DATA SHOWN
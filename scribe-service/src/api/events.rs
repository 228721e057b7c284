//! Storage-write event endpoint for the extraction worker.

use axum::{Json, extract::State, http::StatusCode};
use serde::Serialize;
use std::sync::Arc;
use tracing::{error, info};

use crate::error::{ServiceError, ServiceResult};
use crate::events::StorageNotification;

use super::AppState;

#[derive(Serialize)]
pub struct EventAccepted {
    pub bucket: String,
    pub document_key: String,
}

/// Accept one storage-write notification onto the worker queue.
///
/// The answer only means the event was queued; extraction happens on the
/// background worker, which applies its own retry policy.
pub async fn storage_event_handler(
    State(state): State<Arc<AppState>>,
    Json(notification): Json<StorageNotification>,
) -> ServiceResult<(StatusCode, Json<EventAccepted>)> {
    let event = notification.first_event()?;
    let object = event.object.clone();

    let queue = state.events.as_ref().ok_or(ServiceError::WorkerUnavailable)?;
    if queue.send(event).await.is_err() {
        error!(object = %object, "Worker queue is closed, rejecting storage event");
        return Err(ServiceError::WorkerUnavailable);
    }

    metrics::counter!("scribe_events_received_total").increment(1);
    info!(object = %object, "Storage event queued");

    Ok((
        StatusCode::ACCEPTED,
        Json(EventAccepted {
            bucket: object.bucket,
            document_key: object.key,
        }),
    ))
}
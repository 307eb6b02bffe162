// src/core/mod.rs

// The scan engine: everything here is UI-agnostic and driven through
// `orchestrator::Orchestrator`.

/// Data structures shared across the engine: phases, severities, findings,
/// scan options and progress events.
pub mod models;

/// Error taxonomy for validation, probing, orchestration and persistence.
pub mod error;

/// Target validation.
pub mod target;

/// Static candidate lists, vulnerability checks and advisories.
pub mod knowledge_base;

pub mod severity;
pub mod store;

/// Probe capabilities, one per phase, and their network implementations.
pub mod scanner;

pub mod orchestrator;
pub mod report;
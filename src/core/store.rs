// src/core/store.rs

use serde::Serialize;

use crate::core::models::{Finding, Phase, Severity};

/// Append-only, per-phase ordered findings plus the cross-phase rollup counters.
///
/// Critical and warning counters only include the directories and
/// vulnerabilities phases; open ports and subdomains are inventory, not issues.
#[derive(Debug, Clone, Default, PartialEq, Eq, Serialize)]
pub struct ResultStore {
    phases: [Vec<Finding>; 4],
    critical: usize,
    warning: usize,
}

impl ResultStore {
    pub fn new() -> Self {
        Self::default()
    }

    pub fn append(&mut self, phase: Phase, finding: Finding) {
        if phase.counts_toward_rollup() {
            match finding.severity() {
                Severity::Critical => self.critical += 1,
                Severity::Warning => self.warning += 1,
                _ => {}
            }
        }
        self.phases[phase.index()].push(finding);
    }

    pub fn findings(&self, phase: Phase) -> &[Finding] {
        &self.phases[phase.index()]
    }

    pub fn count_by(&self, phase: Phase) -> usize {
        self.phases[phase.index()].len()
    }

    pub fn critical_count(&self) -> usize {
        self.critical
    }

    pub fn warning_count(&self) -> usize {
        self.warning
    }

    pub fn total(&self) -> usize {
        self.phases.iter().map(Vec::len).sum()
    }
}
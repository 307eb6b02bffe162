//! Static, read-only scan intelligence: the candidate lists each phase walks
//! through, the vulnerability checks and the advisories attached to findings
//! that deserve an extra explanation.
//!
//! Keeping this data-driven means candidate lists can be replaced from the
//! configuration file without touching the engine.

use serde::{Deserialize, Serialize};
use std::collections::HashSet;
use std::fmt;
use strum::{Display, EnumIter};

use crate::core::error::ScanError;
use crate::core::models::{Phase, Severity};
use crate::core::target::is_valid_label;

// --- Default Candidate Lists ---

pub static SUBDOMAIN_LABELS: &[&str] = &[
    "www", "mail", "ftp", "webmail", "smtp", "pop", "ns1", "ns2",
    "cpanel", "whm", "autodiscover", "autoconfig", "dev", "staging",
    "test", "api", "admin", "blog", "shop", "forum", "help", "support",
    "mobile", "app", "m", "cdn", "assets", "static",
];

pub static COMMON_PORTS: &[(u16, &str)] = &[
    (21, "FTP (File Transfer)"),
    (22, "SSH (Secure Shell)"),
    (23, "Telnet"),
    (25, "SMTP (Email)"),
    (53, "DNS"),
    (80, "HTTP (Website)"),
    (110, "POP3 (Email)"),
    (143, "IMAP (Email)"),
    (443, "HTTPS (Secure Website)"),
    (3306, "MySQL Database"),
    (3389, "Remote Desktop"),
    (5432, "PostgreSQL Database"),
    (8080, "HTTP Alternative"),
    (8443, "HTTPS Alternative"),
];

pub static SENSITIVE_PATHS: &[&str] = &[
    "/admin", "/administrator", "/login", "/wp-admin", "/phpmyadmin",
    "/backup", "/backups", "/.git", "/.env", "/config", "/api",
    "/test", "/dev", "/robots.txt", "/sitemap.xml", "/.htaccess",
    "/wp-config.php", "/config.php", "/database.sql", "/.DS_Store",
    "/debug", "/temp", "/tmp", "/uploads", "/files", "/documents",
];

// --- Vulnerability Checks ---

/// The heuristic a vulnerability check runs.
#[derive(Debug, Clone, Copy, PartialEq, Eq, Hash, Display, EnumIter)]
pub enum CheckKind {
    SqlInjection,
    CrossSiteScripting,
    RequestForgery,
    SecurityHeaders,
    TlsConfiguration,
    InformationDisclosure,
    Authentication,
    Clickjacking,
}

/// A vulnerability check descriptor: what is tested and how it is described.
#[derive(Debug, PartialEq, Eq)]
pub struct VulnCheck {
    pub kind: CheckKind,
    pub name: &'static str,
    pub description: &'static str,
}

pub static VULNERABILITY_CHECKS: &[VulnCheck] = &[
    VulnCheck { kind: CheckKind::SqlInjection, name: "SQL Injection", description: "Trying to inject database commands" },
    VulnCheck { kind: CheckKind::CrossSiteScripting, name: "XSS (Cross-Site Scripting)", description: "Testing if site accepts malicious scripts" },
    VulnCheck { kind: CheckKind::RequestForgery, name: "CSRF (Cross-Site Request Forgery)", description: "Checking request protection" },
    VulnCheck { kind: CheckKind::SecurityHeaders, name: "Security Headers", description: "Verifying protective HTTP headers" },
    VulnCheck { kind: CheckKind::TlsConfiguration, name: "SSL/TLS Configuration", description: "Testing encryption strength" },
    VulnCheck { kind: CheckKind::InformationDisclosure, name: "Information Disclosure", description: "Looking for leaked sensitive info" },
    VulnCheck { kind: CheckKind::Authentication, name: "Authentication Issues", description: "Testing login security" },
    VulnCheck { kind: CheckKind::Clickjacking, name: "Clickjacking Protection", description: "Checking frame protection" },
];

// --- Advisories ---

/// An extra line of guidance shown under a finding in the live progress output.
#[derive(Debug, Clone, Copy, PartialEq, Eq)]
pub struct Advisory {
    pub text: &'static str,
    pub severity: Severity,
}

pub fn port_advisory(port: u16) -> Option<Advisory> {
    match port {
        23 => Some(Advisory {
            text: "Telnet is insecure - should use SSH instead!",
            severity: Severity::Critical,
        }),
        3306 | 5432 => Some(Advisory {
            text: "Database port exposed - verify it's protected",
            severity: Severity::Warning,
        }),
        _ => None,
    }
}

pub fn path_advisory(path: &str) -> Option<Advisory> {
    match path {
        "/.git" => Some(Advisory {
            text: "Exposed Git repository - source code may be leaked!",
            severity: Severity::Critical,
        }),
        "/.env" => Some(Advisory {
            text: "Environment file exposed - may contain passwords!",
            severity: Severity::Critical,
        }),
        _ => None,
    }
}

// --- Candidates ---

/// A port to probe together with the service normally listening on it.
#[derive(Debug, Clone, PartialEq, Eq, Serialize, Deserialize)]
pub struct PortCandidate {
    pub port: u16,
    pub service: String,
}

/// One concrete item probed within a phase.
#[derive(Debug, Clone, PartialEq, Eq)]
pub enum Candidate {
    Subdomain(String),
    Port(PortCandidate),
    Path(String),
    Check(&'static VulnCheck),
}

impl fmt::Display for Candidate {
    fn fmt(&self, f: &mut fmt::Formatter<'_>) -> fmt::Result {
        match self {
            Candidate::Subdomain(label) => f.write_str(label),
            Candidate::Port(p) => write!(f, "Port {} ({})", p.port, p.service),
            Candidate::Path(path) => f.write_str(path),
            Candidate::Check(check) => f.write_str(check.name),
        }
    }
}

/// The candidate lists for one orchestrator. Defaults come from the static tables.
#[derive(Debug, Clone, PartialEq, Eq)]
pub struct CandidateSet {
    pub subdomains: Vec<String>,
    pub ports: Vec<PortCandidate>,
    pub paths: Vec<String>,
    pub checks: Vec<&'static VulnCheck>,
}

impl Default for CandidateSet {
    fn default() -> Self {
        Self {
            subdomains: SUBDOMAIN_LABELS.iter().map(|s| s.to_string()).collect(),
            ports: COMMON_PORTS
                .iter()
                .map(|(port, service)| PortCandidate { port: *port, service: service.to_string() })
                .collect(),
            paths: SENSITIVE_PATHS.iter().map(|s| s.to_string()).collect(),
            checks: VULNERABILITY_CHECKS.iter().collect(),
        }
    }
}

impl CandidateSet {
    /// The ordered candidates a phase walks through.
    pub fn for_phase(&self, phase: Phase) -> Vec<Candidate> {
        match phase {
            Phase::Subdomains => self.subdomains.iter().cloned().map(Candidate::Subdomain).collect(),
            Phase::Ports => self.ports.iter().cloned().map(Candidate::Port).collect(),
            Phase::Directories => self.paths.iter().cloned().map(Candidate::Path).collect(),
            Phase::Vulnerabilities => self.checks.iter().copied().map(Candidate::Check).collect(),
        }
    }

    /// Rejects malformed candidate data. A failure here is fatal to a run.
    pub fn validate(&self) -> Result<(), ScanError> {
        if let Some(label) = self.subdomains.iter().find(|l| !is_valid_label(l)) {
            return Err(ScanError::Candidates(format!("'{label}' is not a valid subdomain label")));
        }

        let mut seen = HashSet::new();
        for candidate in &self.ports {
            if candidate.port == 0 {
                return Err(ScanError::Candidates("port 0 cannot be probed".to_string()));
            }
            if !seen.insert(candidate.port) {
                return Err(ScanError::Candidates(format!("port {} is listed twice", candidate.port)));
            }
        }

        if let Some(path) = self
            .paths
            .iter()
            .find(|p| !p.starts_with('/') || p.chars().any(char::is_whitespace))
        {
            return Err(ScanError::Candidates(format!("'{path}' must be an absolute path without whitespace")));
        }

        Ok(())
    }
}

EXERCISE PROMPT
Work out the number of lines in the records that contain the string "only". Nothing but that number should be sent back.

ANSWER TO THE EXERCISE
4